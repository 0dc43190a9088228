//! Analyzed video models.
//!
//! An [`AnalyzedVideo`] is produced by the upstream analysis collaborator and is
//! read-only from this crate's point of view.

use schemars::JsonSchema;
use serde::{Deserialize, Serialize};
use std::fmt;
use validator::Validate;

use crate::render_plan::Resolution;

/// Narrative role of a segment within the ad.
#[derive(
    Debug, Clone, Copy, PartialEq, Eq, Hash, PartialOrd, Ord, Serialize, Deserialize, JsonSchema,
)]
#[serde(rename_all = "snake_case")]
pub enum SegmentType {
    Hook,
    Problem,
    Solution,
    Benefit,
    Proof,
    Cta,
    Filler,
}

impl SegmentType {
    pub const ALL: &'static [SegmentType] = &[
        SegmentType::Hook,
        SegmentType::Problem,
        SegmentType::Solution,
        SegmentType::Benefit,
        SegmentType::Proof,
        SegmentType::Cta,
        SegmentType::Filler,
    ];

    pub fn as_str(&self) -> &'static str {
        match self {
            SegmentType::Hook => "hook",
            SegmentType::Problem => "problem",
            SegmentType::Solution => "solution",
            SegmentType::Benefit => "benefit",
            SegmentType::Proof => "proof",
            SegmentType::Cta => "cta",
            SegmentType::Filler => "filler",
        }
    }
}

impl fmt::Display for SegmentType {
    fn fmt(&self, f: &mut fmt::Formatter<'_>) -> fmt::Result {
        write!(f, "{}", self.as_str())
    }
}

/// A typed, time-bounded slice of the source video.
#[derive(Debug, Clone, PartialEq, Serialize, Deserialize, JsonSchema, Validate)]
pub struct Segment {
    /// Unique ID within the video
    #[validate(length(min = 1))]
    pub id: String,

    /// Narrative role
    #[serde(rename = "type")]
    pub segment_type: SegmentType,

    /// Start in source time (milliseconds)
    pub start_ms: u64,

    /// End in source time (milliseconds, exclusive)
    pub end_ms: u64,

    /// Pacing score (0-1, higher is faster)
    #[validate(range(min = 0.0, max = 1.0))]
    pub pacing: f64,

    /// Message clarity score (0-1)
    #[validate(range(min = 0.0, max = 1.0))]
    pub clarity: f64,

    /// Predicted viewer attention (0-1)
    #[validate(range(min = 0.0, max = 1.0))]
    pub attention: f64,

    /// Spoken transcript, if any
    #[serde(default, skip_serializing_if = "Option::is_none")]
    pub transcript: Option<String>,

    /// Free-form visual tags from the analysis model
    #[serde(default, skip_serializing_if = "Vec::is_empty")]
    pub visual_tags: Vec<String>,
}

impl Segment {
    /// Duration in source time.
    pub fn duration_ms(&self) -> u64 {
        self.end_ms.saturating_sub(self.start_ms)
    }
}

/// Whole-video scores computed by the analysis collaborator.
#[derive(Debug, Clone, PartialEq, Serialize, Deserialize, JsonSchema, Validate)]
pub struct AggregateScores {
    /// Hook strength on a 0-100 scale
    #[validate(range(min = 0.0, max = 100.0))]
    pub hook_score: f64,

    /// CTA effectiveness (0-1)
    #[validate(range(min = 0.0, max = 1.0))]
    pub cta_strength: f64,

    /// Pacing consistency across the video (0-1)
    #[validate(range(min = 0.0, max = 1.0))]
    pub pacing_consistency: f64,

    /// Explicit proof flag. When absent, proof presence is derived from segments.
    #[serde(default, skip_serializing_if = "Option::is_none")]
    pub proof_present: Option<bool>,

    /// Sampled attention curve (0-1 per point). When empty, segment attention is used.
    #[serde(default, skip_serializing_if = "Vec::is_empty")]
    pub attention_curve: Vec<f64>,
}

/// Audio metadata for the source video.
#[derive(Debug, Clone, Default, PartialEq, Serialize, Deserialize, JsonSchema, Validate)]
pub struct AudioMetadata {
    #[serde(default)]
    pub has_voiceover: bool,

    #[serde(default)]
    pub has_music: bool,

    /// Integrated loudness (LUFS)
    #[serde(default, skip_serializing_if = "Option::is_none")]
    pub loudness_lufs: Option<f64>,

    /// Separate music stem, if the analysis extracted one
    #[serde(default, skip_serializing_if = "Option::is_none")]
    pub music_uri: Option<String>,
}

/// An analyzed video advertisement.
#[derive(Debug, Clone, PartialEq, Serialize, Deserialize, JsonSchema, Validate)]
pub struct AnalyzedVideo {
    #[validate(length(min = 1))]
    pub video_id: String,

    /// Location of the source media
    #[validate(length(min = 1))]
    pub source_uri: String,

    /// Total duration (milliseconds)
    #[validate(range(min = 1))]
    pub duration_ms: u64,

    /// Source frame size
    #[serde(default = "default_source_resolution")]
    pub resolution: Resolution,

    /// Time-ordered, non-overlapping segments
    #[validate(nested)]
    pub segments: Vec<Segment>,

    #[validate(nested)]
    pub scores: AggregateScores,

    #[serde(default)]
    #[validate(nested)]
    pub audio: AudioMetadata,
}

fn default_source_resolution() -> Resolution {
    Resolution::FULL_HD_PORTRAIT
}

impl AnalyzedVideo {
    /// Find a segment by ID.
    pub fn segment(&self, id: &str) -> Option<&Segment> {
        self.segments.iter().find(|s| s.id == id)
    }

    /// All segments of a given type, in source order.
    pub fn segments_of(&self, segment_type: SegmentType) -> impl Iterator<Item = &Segment> {
        self.segments
            .iter()
            .filter(move |s| s.segment_type == segment_type)
    }

    /// Whether at least one segment of this type exists.
    pub fn has_segment_type(&self, segment_type: SegmentType) -> bool {
        self.segments_of(segment_type).next().is_some()
    }

    /// Whether the ad contains proof (testimonial, stats, demo).
    pub fn has_proof(&self) -> bool {
        self.scores
            .proof_present
            .unwrap_or_else(|| self.has_segment_type(SegmentType::Proof))
    }

    /// Attention curve, falling back to per-segment attention.
    pub fn attention_curve(&self) -> Vec<f64> {
        if self.scores.attention_curve.is_empty() {
            self.segments.iter().map(|s| s.attention).collect()
        } else {
            self.scores.attention_curve.clone()
        }
    }

    /// Mean segment pacing, or `None` for a video without segments.
    pub fn mean_pacing(&self) -> Option<f64> {
        if self.segments.is_empty() {
            return None;
        }
        let total: f64 = self.segments.iter().map(|s| s.pacing).sum();
        Some(total / self.segments.len() as f64)
    }

    /// Check the timeline invariant: segments are non-empty, time-ordered,
    /// non-overlapping and inside the video duration.
    pub fn check_timeline(&self) -> Result<(), String> {
        if self.segments.is_empty() {
            return Err("segments must not be empty".to_string());
        }

        let mut seen = std::collections::HashSet::new();
        let mut previous_end = 0u64;
        for (index, segment) in self.segments.iter().enumerate() {
            if !seen.insert(segment.id.as_str()) {
                return Err(format!("duplicate segment id '{}'", segment.id));
            }
            if segment.end_ms <= segment.start_ms {
                return Err(format!(
                    "segment '{}' ends ({}ms) before it starts ({}ms)",
                    segment.id, segment.end_ms, segment.start_ms
                ));
            }
            if segment.end_ms > self.duration_ms {
                return Err(format!(
                    "segment '{}' ends at {}ms, past the video duration {}ms",
                    segment.id, segment.end_ms, self.duration_ms
                ));
            }
            if index > 0 && segment.start_ms < previous_end {
                return Err(format!(
                    "segment '{}' starts at {}ms, overlapping the previous segment ending at {}ms",
                    segment.id, segment.start_ms, previous_end
                ));
            }
            previous_end = segment.end_ms;
        }

        Ok(())
    }
}

#[cfg(test)]
mod tests {
    use super::*;

    fn segment(id: &str, segment_type: SegmentType, start_ms: u64, end_ms: u64) -> Segment {
        Segment {
            id: id.to_string(),
            segment_type,
            start_ms,
            end_ms,
            pacing: 0.5,
            clarity: 0.5,
            attention: 0.5,
            transcript: None,
            visual_tags: Vec::new(),
        }
    }

    fn video(segments: Vec<Segment>) -> AnalyzedVideo {
        AnalyzedVideo {
            video_id: "v1".into(),
            source_uri: "file:///ads/v1.mp4".into(),
            duration_ms: 30_000,
            resolution: Resolution::FULL_HD_PORTRAIT,
            segments,
            scores: AggregateScores {
                hook_score: 80.0,
                cta_strength: 0.8,
                pacing_consistency: 0.8,
                proof_present: None,
                attention_curve: Vec::new(),
            },
            audio: AudioMetadata::default(),
        }
    }

    #[test]
    fn test_timeline_accepts_ordered_segments() {
        let v = video(vec![
            segment("s1", SegmentType::Hook, 0, 3_000),
            segment("s2", SegmentType::Cta, 3_000, 6_000),
        ]);
        assert!(v.check_timeline().is_ok());
    }

    #[test]
    fn test_timeline_rejects_overlap() {
        let v = video(vec![
            segment("s1", SegmentType::Hook, 0, 3_000),
            segment("s2", SegmentType::Cta, 2_500, 6_000),
        ]);
        let err = v.check_timeline().unwrap_err();
        assert!(err.contains("overlapping"));
    }

    #[test]
    fn test_timeline_rejects_segment_past_duration() {
        let v = video(vec![segment("s1", SegmentType::Hook, 0, 31_000)]);
        assert!(v.check_timeline().is_err());
    }

    #[test]
    fn test_proof_derived_from_segments() {
        let mut v = video(vec![segment("s1", SegmentType::Proof, 0, 3_000)]);
        assert!(v.has_proof());

        v.scores.proof_present = Some(false);
        assert!(!v.has_proof());
    }

    #[test]
    fn test_attention_curve_fallback() {
        let v = video(vec![
            segment("s1", SegmentType::Hook, 0, 3_000),
            segment("s2", SegmentType::Cta, 3_000, 6_000),
        ]);
        assert_eq!(v.attention_curve(), vec![0.5, 0.5]);
    }

    #[test]
    fn test_segment_type_serde() {
        let json = serde_json::to_string(&SegmentType::Cta).unwrap();
        assert_eq!(json, "\"cta\"");
    }
}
━━━━━━━━━━━━━━━━
• [Task brief]: Find "ends" in the data above. Report each line where it appears.

• [Expected answer]:
                    "segment '{}' ends ({}ms) before it starts ({}ms)",
                    "segment '{}' ends at {}ms, past the video duration {}ms",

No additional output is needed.